## RECORD SET:

======

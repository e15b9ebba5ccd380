//! Local input checks, run before any request leaves the client.

use std::sync::LazyLock;

use otpgate_protocol::{ErrorCode, Failure};
use regex::Regex;

/// Longest email address accepted (RFC 5321 path limit).
pub const MAX_EMAIL_LEN: usize = 254;
/// Digit-count bounds for a phone number once formatting is stripped.
pub const PHONE_DIGITS: std::ops::RangeInclusive<usize> = 10..=15;
/// Length of an OTP.
pub const OTP_LEN: usize = 6;

static EMAIL_PATTERN: LazyLock<Regex> = LazyLock::new(|| {
    Regex::new(r"^[a-zA-Z0-9._%+-]+@[a-zA-Z0-9.-]+\.[a-zA-Z]{2,}$")
        .expect("email pattern is a valid regex")
});

/// The one contact channel a customer identified themselves with.
#[derive(Debug, Clone, PartialEq, Eq)]
pub enum Contact {
    Email(String),
    Phone(String),
}

pub fn is_valid_email(email: &str) -> bool {
    email.len() <= MAX_EMAIL_LEN && EMAIL_PATTERN.is_match(email)
}

pub fn is_valid_phone(phone: &str) -> bool {
    let digits = phone.chars().filter(char::is_ascii_digit).count();
    PHONE_DIGITS.contains(&digits)
}

/// Checks that exactly one of `email`/`phone` is given and well-formed.
///
/// Blank strings count as absent. Values are trimmed.
pub fn validate_contact(email: Option<&str>, phone: Option<&str>) -> Result<Contact, Failure> {
    let email = email.map(str::trim).filter(|s| !s.is_empty());
    let phone = phone.map(str::trim).filter(|s| !s.is_empty());

    match (email, phone) {
        (Some(_), Some(_)) => Err(Failure::validation_with(
            ErrorCode::InvalidInput,
            "Please provide either email or phone number, not both.",
        )),
        (None, None) => Err(Failure::validation_with(
            ErrorCode::InvalidInput,
            "Please provide email or phone number.",
        )),
        (Some(email), None) if !is_valid_email(email) => {
            Err(Failure::validation(ErrorCode::InvalidEmailFormat))
        }
        (Some(email), None) => Ok(Contact::Email(email.to_owned())),
        (None, Some(phone)) if !is_valid_phone(phone) => {
            Err(Failure::validation(ErrorCode::InvalidPhoneFormat))
        }
        (None, Some(phone)) => Ok(Contact::Phone(phone.to_owned())),
    }
}

/// Returns the trimmed code if it is exactly six ASCII digits.
pub fn validate_otp(code: &str) -> Result<String, Failure> {
    let code = code.trim();
    if code.len() == OTP_LEN && code.bytes().all(|b| b.is_ascii_digit()) {
        Ok(code.to_owned())
    } else {
        Err(Failure::validation(ErrorCode::InvalidOtpFormat))
    }
}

======

Could you restate word for word the lines above, from the one that contains "leaves the client." through the one that contains "pub const MAX_EMAIL_LEN: usize = 254;", and no others?

## RESPONSE BELOW:
//! Local input checks, run before any request leaves the client.

use std::sync::LazyLock;

use otpgate_protocol::{ErrorCode, Failure};
use regex::Regex;

/// Longest email address accepted (RFC 5321 path limit).
pub const MAX_EMAIL_LEN: usize = 254;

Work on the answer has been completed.